The town and GMC will meet with local, regional and state officials to decide what’s next for Poultney during a mass brainstorming event in the East Room of Withey Hall on the GMC campus from 10:30 a.m. to noon March 7.
Representatives from the Vermont League of Cities and Towns, the Preservation Trust of Vermont, the Vermont Housing and Conservation Board, Housing Vermont, the Vermont Council on Rural Development (VCRD), the Vermont Community Foundation, the Rutland Regional Planning Commission, the Rutland Economic Development Corp., U.S. Sen. Bernie Sanders’ office, U.S. Sen. Patrick Leahy’s office and various legislators have been invited to attend.

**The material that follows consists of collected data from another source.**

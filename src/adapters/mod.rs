//! External tool integrations for the redactor.
//!
//! This module provides adapters for the collaborators the document pipeline
//! depends on:
//!
//! - [`traits`] - `Rasterizer`, `Recognizer` and `PageWriter` seams
//! - [`tesseract`] - OCR through the `tesseract` command line
//! - [`poppler`] - PDF rendering through `pdftoppm`
//! - [`output`] - image, PDF and text output on the local filesystem
//! - [`factory`] - builds the collaborators from configuration
//!
//! # Design Pattern
//!
//! Adapters follow the **Adapter Pattern** to isolate external tools and
//! enable testing with in-memory implementations:
//!
//! ```rust
//! use phi_redactor::adapters::traits::Recognizer;
//! use phi_redactor::domain::Result;
//! use phi_redactor::redaction::models::OcrToken;
//! use image::GrayImage;
//!
//! struct Blank;
//!
//! impl Recognizer for Blank {
//!     fn recognize(&self, _page: &GrayImage) -> Result<Vec<OcrToken>> {
//!         Ok(Vec::new())
//!     }
//! }
//!
//! assert!(Blank.recognize(&GrayImage::new(1, 1)).unwrap().is_empty());
//! ```

pub mod factory;
pub mod output;
pub mod poppler;
pub mod tesseract;
pub mod traits;

pub use factory::{create_collaborators, Collaborators};
pub use traits::{PageWriter, Rasterizer, Recognizer};
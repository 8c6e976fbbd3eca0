//! Detect command implementation
//!
//! Lists PHI found in a text file. Nothing is written to disk.

use super::redact::exit_code_for;
use super::{EXIT_CONFIG, EXIT_FAILURE, EXIT_OK};
use crate::config::load_config_or_default;
use crate::core::document::detect_input_kind;
use crate::redaction::config::DetectionMode;
use crate::redaction::models::{count_by_category, InputKind, PhiMatch};
use crate::redaction::RedactionEngine;
use clap::Args;
use serde::Serialize;
use std::path::PathBuf;

/// Arguments for the detect command
#[derive(Args, Debug)]
pub struct DetectArgs {
    /// Text file to scan (.txt or .text)
    pub input: PathBuf,

    /// Aggressive mode: lower threshold and extra low-confidence rules
    #[arg(short, long)]
    pub aggressive: bool,

    /// Print matches as JSON
    #[arg(long)]
    pub json: bool,

    /// Include matched values in the output
    #[arg(long)]
    pub show_values: bool,
}

/// One listed detection
#[derive(Debug, Serialize)]
struct DetectionRow {
    category: String,
    start: usize,
    end: usize,
    confidence: f32,
    #[serde(skip_serializing_if = "Option::is_none")]
    value: Option<String>,
}

impl DetectArgs {
    /// Execute the detect command
    pub async fn execute(&self, config_path: &str) -> anyhow::Result<i32> {
        let mut config = match load_config_or_default(config_path) {
            Ok(c) => c,
            Err(e) => {
                eprintln!("❌ {e}");
                return Ok(EXIT_CONFIG);
            }
        };
        if self.aggressive {
            config.detection.mode = DetectionMode::Aggressive;
        }

        match detect_input_kind(&self.input) {
            Ok(InputKind::Text) => {}
            Ok(kind) => {
                eprintln!("❌ detect only scans text files; use `redact` for {kind} input");
                return Ok(EXIT_FAILURE);
            }
            Err(e) => {
                eprintln!("❌ {e}");
                return Ok(exit_code_for(&e));
            }
        }

        let engine = match RedactionEngine::new(config.redaction_settings()) {
            Ok(engine) => engine,
            Err(e) => {
                eprintln!("❌ Failed to initialize redaction engine: {e}");
                return Ok(exit_code_for(&e));
            }
        };

        let bytes = tokio::fs::read(&self.input).await?;
        let text = String::from_utf8_lossy(&bytes);
        let matches = match engine.find_matches(&text, None) {
            Ok(m) => m,
            Err(e) => {
                eprintln!("❌ Detection failed: {e}");
                return Ok(exit_code_for(&e));
            }
        };

        tracing::info!(matches = matches.len(), mode = %engine.mode(), "Detection complete");

        if self.json {
            let rows: Vec<DetectionRow> = matches.iter().map(|m| self.row(m)).collect();
            println!("{}", serde_json::to_string_pretty(&rows)?);
        } else {
            self.print_table(&matches);
        }

        Ok(EXIT_OK)
    }

    fn row(&self, m: &PhiMatch) -> DetectionRow {
        DetectionRow {
            category: m.category.label().to_string(),
            start: m.start,
            end: m.end,
            confidence: m.confidence,
            value: self.show_values.then(|| m.text.clone()),
        }
    }

    fn print_table(&self, matches: &[PhiMatch]) {
        println!("🔍 {} PHI match(es) in {}", matches.len(), self.input.display());
        println!();
        for m in matches {
            let row = self.row(m);
            match row.value {
                Some(value) => println!(
                    "  {:<28} {:>6}..{:<6} {:.2}  {value}",
                    row.category, row.start, row.end, row.confidence
                ),
                None => println!(
                    "  {:<28} {:>6}..{:<6} {:.2}",
                    row.category, row.start, row.end, row.confidence
                ),
            }
        }
        if !matches.is_empty() {
            println!();
            for (category, count) in count_by_category(matches) {
                println!("  {:<28} {count:>5}", category.label());
            }
        }
    }
}

#[cfg(test)]
mod tests {
    use super::*;
    use crate::redaction::models::PhiCategory;

    #[test]
    fn test_row_hides_values_by_default() {
        let args = DetectArgs {
            input: PathBuf::from("note.txt"),
            aggressive: false,
            json: true,
            show_values: false,
        };
        let m = PhiMatch::new("jane@example.com", PhiCategory::Email, 9, 25, 0.98);
        let json = serde_json::to_value(args.row(&m)).unwrap();
        assert_eq!(json["category"], "EMAIL");
        assert!(json.get("value").is_none());
    }

    #[tokio::test]
    async fn test_detect_rejects_pdf() {
        let dir = tempfile::tempdir().unwrap();
        let input = dir.path().join("scan.pdf");
        std::fs::write(&input, b"%PDF-1.5").unwrap();

        let args = DetectArgs {
            input,
            aggressive: false,
            json: false,
            show_values: false,
        };
        let code = args
            .execute(dir.path().join("missing.toml").to_str().unwrap())
            .await
            .unwrap();
        assert_eq!(code, EXIT_FAILURE);
    }

    #[tokio::test]
    async fn test_detect_text_file() {
        let dir = tempfile::tempdir().unwrap();
        let input = dir.path().join("note.txt");
        std::fs::write(&input, "Contact: jane@example.com").unwrap();

        let args = DetectArgs {
            input: input.clone(),
            aggressive: false,
            json: true,
            show_values: false,
        };
        let code = args
            .execute(dir.path().join("missing.toml").to_str().unwrap())
            .await
            .unwrap();
        assert_eq!(code, EXIT_OK);
        assert_eq!(std::fs::read_dir(dir.path()).unwrap().count(), 1);
    }
}
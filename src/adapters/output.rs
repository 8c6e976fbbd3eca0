//! File output for redacted documents
//!
//! Single images are written through the `image` crate in the format implied
//! by the file extension. Multi-page documents are written as an image-only
//! PDF: each page is a JPEG XObject on a page sized `pixels × 72 / dpi`
//! points, so the printed size matches the scan.

use crate::adapters::traits::PageWriter;
use crate::domain::{RedactorError, Result};
use image::codecs::jpeg::JpegEncoder;
use image::RgbImage;
use lopdf::content::{Content, Operation};
use lopdf::{dictionary, Document, Object, ObjectId, Stream};
use std::path::Path;

/// JPEG quality for embedded pages
const JPEG_QUALITY: u8 = 90;

/// PDF user-space units per inch
const POINTS_PER_INCH: f32 = 72.0;

/// Writes redacted output to the local filesystem
#[derive(Debug, Clone, Default)]
pub struct FileWriter;

impl FileWriter {
    pub fn new() -> Self {
        Self
    }
}

impl PageWriter for FileWriter {
    fn write_image(&self, image: &RgbImage, path: &Path) -> Result<()> {
        ensure_parent(path)?;
        image.save(path).map_err(|e| {
            RedactorError::WriteFailure(format!("Failed to write {}: {e}", path.display()))
        })
    }

    fn write_pages(&self, pages: &[RgbImage], dpi: u32, path: &Path) -> Result<()> {
        if pages.is_empty() {
            return Err(RedactorError::WriteFailure(
                "No pages to write".to_string(),
            ));
        }
        ensure_parent(path)?;

        let mut doc = build_pdf(pages, dpi)?;
        doc.save(path).map_err(|e| {
            RedactorError::WriteFailure(format!("Failed to write {}: {e}", path.display()))
        })?;

        tracing::debug!(path = %path.display(), pages = pages.len(), "PDF written");
        Ok(())
    }

    fn write_text(&self, text: &str, path: &Path) -> Result<()> {
        ensure_parent(path)?;
        std::fs::write(path, text).map_err(|e| {
            RedactorError::WriteFailure(format!("Failed to write {}: {e}", path.display()))
        })
    }
}

fn ensure_parent(path: &Path) -> Result<()> {
    match path.parent() {
        Some(parent) if !parent.as_os_str().is_empty() => std::fs::create_dir_all(parent)
            .map_err(|e| {
                RedactorError::WriteFailure(format!(
                    "Failed to create directory {}: {e}",
                    parent.display()
                ))
            }),
        _ => Ok(()),
    }
}

/// Build an image-only PDF with one page per bitmap
fn build_pdf(pages: &[RgbImage], dpi: u32) -> Result<Document> {
    let dpi = if dpi == 0 { 72 } else { dpi };
    let mut doc = Document::with_version("1.5");
    let pages_id = doc.new_object_id();

    let mut kids = Vec::with_capacity(pages.len());
    for page in pages {
        let page_id = add_page(&mut doc, pages_id, page, dpi)?;
        kids.push(Object::Reference(page_id));
    }

    let count = kids.len() as i64;
    doc.objects.insert(
        pages_id,
        Object::Dictionary(dictionary! {
            "Type" => "Pages",
            "Kids" => kids,
            "Count" => count,
        }),
    );

    let catalog_id = doc.add_object(dictionary! {
        "Type" => "Catalog",
        "Pages" => pages_id,
    });
    doc.trailer.set("Root", catalog_id);

    Ok(doc)
}

fn add_page(doc: &mut Document, parent: ObjectId, page: &RgbImage, dpi: u32) -> Result<ObjectId> {
    let (width, height) = page.dimensions();

    let mut jpeg = Vec::new();
    JpegEncoder::new_with_quality(&mut jpeg, JPEG_QUALITY)
        .encode_image(page)
        .map_err(|e| RedactorError::WriteFailure(format!("JPEG encoding failed: {e}")))?;

    let image = Stream::new(
        dictionary! {
            "Type" => "XObject",
            "Subtype" => "Image",
            "Width" => i64::from(width),
            "Height" => i64::from(height),
            "ColorSpace" => "DeviceRGB",
            "BitsPerComponent" => 8_i64,
            "Filter" => "DCTDecode",
        },
        jpeg,
    )
    .with_compression(false);
    let image_id = doc.add_object(image);

    let width_pt = width as f32 * POINTS_PER_INCH / dpi as f32;
    let height_pt = height as f32 * POINTS_PER_INCH / dpi as f32;

    let content = Content {
        operations: vec![
            Operation::new("q", vec![]),
            Operation::new(
                "cm",
                vec![
                    Object::Real(width_pt),
                    Object::Integer(0),
                    Object::Integer(0),
                    Object::Real(height_pt),
                    Object::Integer(0),
                    Object::Integer(0),
                ],
            ),
            Operation::new("Do", vec![Object::Name(b"Im0".to_vec())]),
            Operation::new("Q", vec![]),
        ],
    };
    let encoded = content
        .encode()
        .map_err(|e| RedactorError::WriteFailure(format!("PDF content encoding failed: {e}")))?;
    let content_id = doc.add_object(Stream::new(dictionary! {}, encoded));

    Ok(doc.add_object(dictionary! {
        "Type" => "Page",
        "Parent" => parent,
        "MediaBox" => vec![
            Object::Integer(0),
            Object::Integer(0),
            Object::Real(width_pt),
            Object::Real(height_pt),
        ],
        "Contents" => content_id,
        "Resources" => dictionary! {
            "XObject" => dictionary! {
                "Im0" => image_id,
            },
        },
    }))
}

But VCRD Executive Director Paul Costello said no one knows just yet what will help lift the tiny town out of the gap left by the loss of its main economic driver, and the 150 staff and faculty positions that came with it.
“It’s a tough blow to the community,” Costello said Tuesday. “The energy and youth of the students, the economic benefits of having faculty and student presence ... their dollars, their support for the downtown ... this is a significant challenge to Poultney.”
The meeting, Costello said, would allow for the different organizations to assess what the citizens of Poultney want to bring to downtown, and that re-branding the town may be a key to its resurgence.
But what identity would present itself after GMC had been there so long, Costello couldn’t say.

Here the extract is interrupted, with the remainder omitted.